In 48 hours, what was a promising start ended in abject failure. Pakistan Prime Minister Imran Khan’s ill-tempered response to New Delhi calling off the meeting between External Affairs Minister Sushma Swaraj and Pakistan Foreign Minister Shah Mahmood Qureshi further vitiated an already hostile atmosphere. His tweet about “small men occupying big offices”, who don’t have “the vision” to see the “larger picture” was far removed from the measured letter Khan had sent Prime Minister Narendra Modi last Thursday, appealing for “constructive engagement” between the two countries. Now both sides are back to their corners, and it will take much political will and leadership to find a meeting point.

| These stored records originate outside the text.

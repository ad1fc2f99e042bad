// SPDX-License-Identifier: PMPL-1.0-or-later
// Copyright (c) 2026 Jonathan D.A. Jewell (hyperpolymath) <jonathan.jewell@open.ac.uk>
//
// CUPS spooler backend.
//
// Talks to the local scheduler through its command-line tools rather than
// the IPP socket, so it works with whatever queue setup `lpadmin` produced:
//
//   lpstat -p -d     destination states + system default
//   lpstat -a        accepting / not accepting flags
//   lp -d P -o O F   submit one job, prints "request id is P-42 (1 file(s))"
//
// Child processes run with LC_ALL=C so the output we parse is not localised,
// and with kill_on_drop so a caller-side timeout also reaps the child.

use std::collections::HashMap;
use std::ffi::OsString;
use std::path::{Path, PathBuf};
use std::process::{Output, Stdio};

use async_trait::async_trait;
use tokio::process::Command;
use tracing::{debug, info, warn};

use printhook_core::error::{GatewayError, Result};
use printhook_core::types::{PrinterInfo, PrinterState};

use crate::spooler::Spooler;

/// Prefix of the `lp` success line that carries the job id.
const REQUEST_ID_MARKER: &str = "request id is";

/// Prefix of the `lpstat -d` line naming the default destination.
const DEFAULT_DEST_MARKER: &str = "system default destination:";

// ---------------------------------------------------------------------------
// CupsSpooler
// ---------------------------------------------------------------------------

/// Spooler backed by the CUPS `lp` / `lpstat` tools.
#[derive(Debug, Clone)]
pub struct CupsSpooler {
    lp: PathBuf,
    lpstat: PathBuf,
}

impl Default for CupsSpooler {
    fn default() -> Self {
        Self {
            lp: PathBuf::from("lp"),
            lpstat: PathBuf::from("lpstat"),
        }
    }
}

impl CupsSpooler {
    pub fn new() -> Self {
        Self::default()
    }

    /// Use explicit tool paths instead of `$PATH` lookup.
    pub fn with_commands(lp: impl Into<PathBuf>, lpstat: impl Into<PathBuf>) -> Self {
        Self {
            lp: lp.into(),
            lpstat: lpstat.into(),
        }
    }

    /// Run `lpstat` with `args`.  Returns `None` when CUPS reports that no
    /// destinations exist at all.
    async fn lpstat(&self, args: &[&str]) -> Result<Option<String>> {
        let output = run(&self.lpstat, args.iter().map(OsString::from).collect()).await?;
        if output.status.success() {
            return Ok(Some(String::from_utf8_lossy(&output.stdout).into_owned()));
        }

        let stderr = String::from_utf8_lossy(&output.stderr);
        if is_no_destinations(&stderr) {
            debug!("lpstat: no destinations configured");
            return Ok(None);
        }
        Err(classify_failure("lpstat", &output))
    }
}

#[async_trait]
impl Spooler for CupsSpooler {
    async fn list_printers(&self) -> Result<Vec<PrinterInfo>> {
        let Some(status) = self.lpstat(&["-p", "-d"]).await? else {
            return Ok(Vec::new());
        };
        let accepting = match self.lpstat(&["-a"]).await? {
            Some(out) => parse_accepting(&out),
            None => HashMap::new(),
        };

        let (states, default) = parse_printer_status(&status);
        let printers = states
            .into_iter()
            .map(|(name, state)| PrinterInfo {
                accepting_jobs: accepting.get(&name).copied().unwrap_or(false),
                is_default: default.as_deref() == Some(name.as_str()),
                name,
                state,
            })
            .collect::<Vec<_>>();

        debug!(count = printers.len(), default = ?default, "listed CUPS destinations");
        Ok(printers)
    }

    async fn submit(
        &self,
        file: &Path,
        printer: Option<&str>,
        options: &[String],
    ) -> Result<String> {
        let mut args: Vec<OsString> = Vec::with_capacity(3 + options.len() * 2);
        if let Some(printer) = printer {
            args.push("-d".into());
            args.push(printer.into());
        }
        for option in options {
            args.push("-o".into());
            args.push(option.into());
        }
        args.push(file.as_os_str().to_owned());

        let output = run(&self.lp, args).await?;
        if !output.status.success() {
            return Err(classify_failure("lp", &output));
        }

        let stdout = String::from_utf8_lossy(&output.stdout);
        match parse_request_id(&stdout) {
            Some(job_id) => {
                info!(job_id = %job_id, printer = printer.unwrap_or("<default>"), "job queued");
                Ok(job_id)
            }
            None => {
                warn!(stdout = %stdout.trim(), "lp succeeded without reporting a job id");
                Err(GatewayError::Spooler(format!(
                    "lp did not report a job id: {}",
                    stdout.trim()
                )))
            }
        }
    }
}

// ---------------------------------------------------------------------------
// Process helpers
// ---------------------------------------------------------------------------

/// Spawn `program` and collect its output.
async fn run(program: &Path, args: Vec<OsString>) -> Result<Output> {
    debug!(program = %program.display(), ?args, "running CUPS tool");
    Command::new(program)
        .args(&args)
        .env("LC_ALL", "C")
        .stdin(Stdio::null())
        .kill_on_drop(true)
        .output()
        .await
        .map_err(|e| match e.kind() {
            std::io::ErrorKind::NotFound => GatewayError::UpstreamUnavailable(format!(
                "{} not found; is CUPS installed?",
                program.display()
            )),
            _ => GatewayError::UpstreamUnavailable(format!(
                "failed to run {}: {e}",
                program.display()
            )),
        })
}

/// Map a non-zero exit to the error taxonomy.
///
/// A scheduler that cannot be reached is an availability problem; anything
/// else (unknown destination, rejected job, unreadable file) is a spooler
/// error for this job.
fn classify_failure(tool: &str, output: &Output) -> GatewayError {
    let stderr = String::from_utf8_lossy(&output.stderr);
    let detail = stderr.trim();
    let message = format!("{tool} exited with {}: {detail}", output.status);

    let lower = detail.to_ascii_lowercase();
    if lower.contains("scheduler is not running")
        || lower.contains("unable to connect")
        || lower.contains("connection refused")
    {
        GatewayError::UpstreamUnavailable(message)
    } else {
        GatewayError::Spooler(message)
    }
}

fn is_no_destinations(stderr: &str) -> bool {
    stderr.to_ascii_lowercase().contains("no destinations added")
}

// ---------------------------------------------------------------------------
// Output parsers
// ---------------------------------------------------------------------------

/// Extract the job id from `lp` output.
///
/// ```text
/// request id is Canon_G3010-42 (1 file(s))
/// ```
pub fn parse_request_id(stdout: &str) -> Option<String> {
    let (_, rest) = stdout.split_once(REQUEST_ID_MARKER)?;
    rest.split_whitespace().next().map(str::to_owned)
}

/// Parse `lpstat -p -d` into `(name, state)` pairs plus the default
/// destination.
///
/// ```text
/// printer Canon_G3010 is idle.  enabled since Sat 01 Jun 2024 10:00:00
/// printer Office now printing Office-7.  enabled since ...
/// printer Garage disabled since ... -
///         reason unknown
/// system default destination: Canon_G3010
/// ```
pub fn parse_printer_status(stdout: &str) -> (Vec<(String, PrinterState)>, Option<String>) {
    let mut printers = Vec::new();
    let mut default = None;

    for line in stdout.lines() {
        if let Some(rest) = line.strip_prefix("printer ") {
            let Some((name, tail)) = rest.split_once(' ') else {
                continue;
            };
            let state = if tail.starts_with("is idle") {
                PrinterState::Idle
            } else if tail.starts_with("now printing") {
                PrinterState::Printing
            } else if tail.starts_with("disabled") {
                PrinterState::Disabled
            } else {
                PrinterState::Unknown
            };
            printers.push((name.to_owned(), state));
        } else if let Some((_, name)) = line.split_once(DEFAULT_DEST_MARKER) {
            let name = name.trim();
            if !name.is_empty() {
                default = Some(name.to_owned());
            }
        }
    }

    (printers, default)
}

/// Parse `lpstat -a` into a name -> accepting map.
///
/// ```text
/// Canon_G3010 accepting requests since Sat 01 Jun 2024 10:00:00
/// Garage not accepting requests since ... -
///         Rejecting Jobs
/// ```
pub fn parse_accepting(stdout: &str) -> HashMap<String, bool> {
    stdout
        .lines()
        .filter(|line| !line.starts_with(char::is_whitespace))
        .filter_map(|line| {
            let (name, tail) = line.split_once(' ')?;
            if tail.starts_with("accepting") {
                Some((name.to_owned(), true))
            } else if tail.starts_with("not accepting") {
                Some((name.to_owned(), false))
            } else {
                None
            }
        })
        .collect()
}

Indian diplomacy, and the country’s decision makers have not come out well from this episode either. In his letter to Prime Minister Modi, Khan had suggested the bilateral meeting on the sidelines of the upcoming UN General Assembly session in New York as a first step to build on the “mutual desire for peace between our two countries”. India did well to accept the invitation, but its about turn on the talks show Indian diplomacy, and the country’s decision makers, in poor light. The reasons cited by MEA for calling off the meeting already existed when the government agreed to Pakistan prime minister’s request. Pakistan had issued postage stamps honouring Hizbul Mujahideen’s Burhan Wani and Kashmir pellet victims in July this year; the mutilated body of the Border Security Force jawan was found on September 19; and the abduction and killing of three policemen in Jammu & Kashmir on September 21 was of a pattern with similar incidents earlier. The MEA statement, with pejorative references to Khan was pure political rhetoric. It was not as if Khan was hiding his “true face” behind a veil all this time. That he and the Pakistan Army are not hostile to each other is well-known. Presenting this as a new disclosure, and a reason for not engaging with him, is pointless and self-defeating.

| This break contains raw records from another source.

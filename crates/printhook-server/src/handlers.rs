// SPDX-License-Identifier: PMPL-1.0-or-later
// Copyright (c) 2026 Jonathan D.A. Jewell (hyperpolymath) <jonathan.jewell@open.ac.uk>
//
// Route handlers.

use axum::{Extension, Json};
use axum::extract::multipart::MultipartRejection;
use axum::extract::{Multipart, State};
use tracing::{info, warn};

use printhook_core::error::GatewayError;
use printhook_core::types::HealthStatus;
use printhook_security::Fingerprint;

use crate::deadline::RequestDeadline;
use crate::dto::{HealthResponse, PrintResponse, PrintersResponse};
use crate::error::ApiError;
use crate::state::AppState;
use crate::upload;

/// `GET /health`. Always 200; spooler trouble shows up as `degraded`.
pub async fn health(State(state): State<AppState>) -> Json<HealthResponse> {
    let (status, printer, error) = match state.printing.target_printer().await {
        Ok(Some(printer)) => {
            let status = if printer.is_available() {
                HealthStatus::Ok
            } else {
                HealthStatus::Degraded
            };
            (status, Some(printer), None)
        }
        Ok(None) => (
            HealthStatus::Degraded,
            None,
            Some("No printer configured or found".to_string()),
        ),
        Err(e) => {
            warn!(error = %e, "health check could not query the spooler");
            (HealthStatus::Degraded, None, Some(e.to_string()))
        }
    };

    Json(HealthResponse {
        status,
        printer_configured: printer.is_some(),
        printer,
        version: env!("CARGO_PKG_VERSION"),
        error,
    })
}

/// `GET /printers`
pub async fn list_printers(
    State(state): State<AppState>,
) -> Result<Json<PrintersResponse>, ApiError> {
    let printers = state.printing.printers().await?;
    let default = printers
        .iter()
        .find(|p| p.is_default)
        .map(|p| p.name.clone());

    Ok(Json(PrintersResponse {
        printers,
        default,
        configured: state.printing.configured_printer().map(str::to_owned),
    }))
}

/// `POST /print`
///
/// Copies still pending when the request deadline passes are skipped, and
/// the jobs already queued are reported as a partial result.
pub async fn print(
    State(state): State<AppState>,
    Extension(deadline): Extension<RequestDeadline>,
    multipart: Result<Multipart, MultipartRejection>,
) -> Result<Json<PrintResponse>, ApiError> {
    let multipart = multipart.map_err(|rejection| {
        GatewayError::Validation(format!(
            "expected a multipart/form-data upload: {}",
            rejection.body_text()
        ))
    })?;

    let form = upload::read_form(multipart, state.config.max_upload_bytes).await?;
    let request = upload::validate(form, state.config.max_copies)?;

    info!(
        kind = ?request.image.kind,
        bytes = request.image.bytes.len(),
        copies = request.copies,
        sha256 = %Fingerprint::of(&request.image.bytes),
        "print request accepted"
    );

    let staged = upload::stage(
        &request.image,
        state.config.upload_dir(),
        state.printing.timeout().min(deadline.remaining()),
    )
    .await?;
    let report = state
        .printing
        .submit_copies(&staged, request.copies, deadline.0)
        .await;
    upload::discard(staged);

    let report = report.into_result()?;
    Ok(Json(PrintResponse::from(report)))
}
// SPDX-License-Identifier: PMPL-1.0-or-later
// Copyright (c) 2026 Jonathan D.A. Jewell (hyperpolymath) <jonathan.jewell@open.ac.uk>
//
// Handler-boundary error mapping: every `GatewayError` becomes a status code
// and a `{"error", "kind"}` JSON body.

use axum::Json;
use axum::body::HttpBody;
use axum::http::StatusCode;
use axum::response::{IntoResponse, Response};
use serde_json::json;
use tracing::{debug, error, warn};

use printhook_core::error::GatewayError;

/// Response-side wrapper around [`GatewayError`].
#[derive(Debug)]
pub struct ApiError(pub GatewayError);

impl ApiError {
    pub fn status(&self) -> StatusCode {
        match &self.0 {
            GatewayError::Unauthorized(_) => StatusCode::UNAUTHORIZED,
            GatewayError::Validation(_) => StatusCode::BAD_REQUEST,
            GatewayError::PayloadTooLarge(_) => StatusCode::PAYLOAD_TOO_LARGE,
            GatewayError::Spooler(_) | GatewayError::UpstreamUnavailable(_) => {
                StatusCode::BAD_GATEWAY
            }
            GatewayError::UpstreamTimeout(_) => StatusCode::GATEWAY_TIMEOUT,
            GatewayError::Config(_) | GatewayError::Io(_) => StatusCode::INTERNAL_SERVER_ERROR,
        }
    }
}

impl From<GatewayError> for ApiError {
    fn from(e: GatewayError) -> Self {
        Self(e)
    }
}

impl IntoResponse for ApiError {
    fn into_response(self) -> Response {
        let status = self.status();

        // Local failures can carry file paths; keep those in the log only.
        let message = match &self.0 {
            GatewayError::Io(_) | GatewayError::Config(_) => {
                error!(error = %self.0, "internal error");
                "internal server error".to_string()
            }
            other if status.is_server_error() => {
                warn!(error = %other, %status, "request failed upstream");
                other.to_string()
            }
            other => {
                debug!(error = %other, %status, "request rejected");
                other.to_string()
            }
        };

        let body = json!({
            "error": message,
            "kind": self.0.kind(),
        });
        (status, Json(body)).into_response()
    }
}

/// Give the outer request timeout the same JSON body as every other error.
///
/// `TimeoutLayer` answers with an empty 504; handler-produced 504s always
/// carry a body, so an empty one can only come from the layer.
pub async fn json_timeout_fallback(response: Response) -> Response {
    if response.status() == StatusCode::GATEWAY_TIMEOUT
        && response.body().size_hint().exact() == Some(0)
    {
        return ApiError(GatewayError::UpstreamTimeout(
            "request exceeded the gateway time limit".into(),
        ))
        .into_response();
    }
    response
}

#[cfg(test)]
mod tests {
    use super::*;

    #[test]
    fn taxonomy_maps_to_documented_statuses() {
        let cases = [
            (GatewayError::Unauthorized("x".into()), 401),
            (GatewayError::Validation("x".into()), 400),
            (GatewayError::PayloadTooLarge(10), 413),
            (GatewayError::Spooler("x".into()), 502),
            (GatewayError::UpstreamUnavailable("x".into()), 502),
            (GatewayError::UpstreamTimeout("x".into()), 504),
        ];
        for (err, code) in cases {
            assert_eq!(ApiError(err).status().as_u16(), code);
        }
    }

    #[tokio::test]
    async fn bare_gateway_timeout_gets_a_json_body() {
        let bare = (StatusCode::GATEWAY_TIMEOUT, ()).into_response();
        let response = json_timeout_fallback(bare).await;
        assert_eq!(response.status(), StatusCode::GATEWAY_TIMEOUT);
        assert_ne!(response.body().size_hint().exact(), Some(0));
    }

    #[tokio::test]
    async fn other_responses_pass_through() {
        let ok = (StatusCode::OK, ()).into_response();
        let response = json_timeout_fallback(ok).await;
        assert_eq!(response.status(), StatusCode::OK);
        assert_eq!(response.body().size_hint().exact(), Some(0));
    }

    #[test]
    fn io_details_are_not_exposed() {
        let err = ApiError(GatewayError::Io(std::io::Error::other("/tmp/secret-path")));
        let response = err.into_response();
        assert_eq!(response.status(), StatusCode::INTERNAL_SERVER_ERROR);
    }
}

When Nawaz Sharif was the prime minister, it was fashionable to ask what the point was of talking to the civilians in Pakistan when it is the boots that make the decisions. Now that the military seems to be backing the civilians, the same people ask what is the point of talking to an elected leader in Pakistan who speaks the same language as the boots. Such dissembling will continue. Still, adults on both sides know that talk the two sides must, and they will need to, if not now, at some point, irrespective of who is in office on this side or that. Given this, it is best that both India and Pakistan now take a step back, and desist from statement-mongering that makes it more and more difficult for their respective leaderships to climb down from high rhetoric to the hard work of repairing the relationship.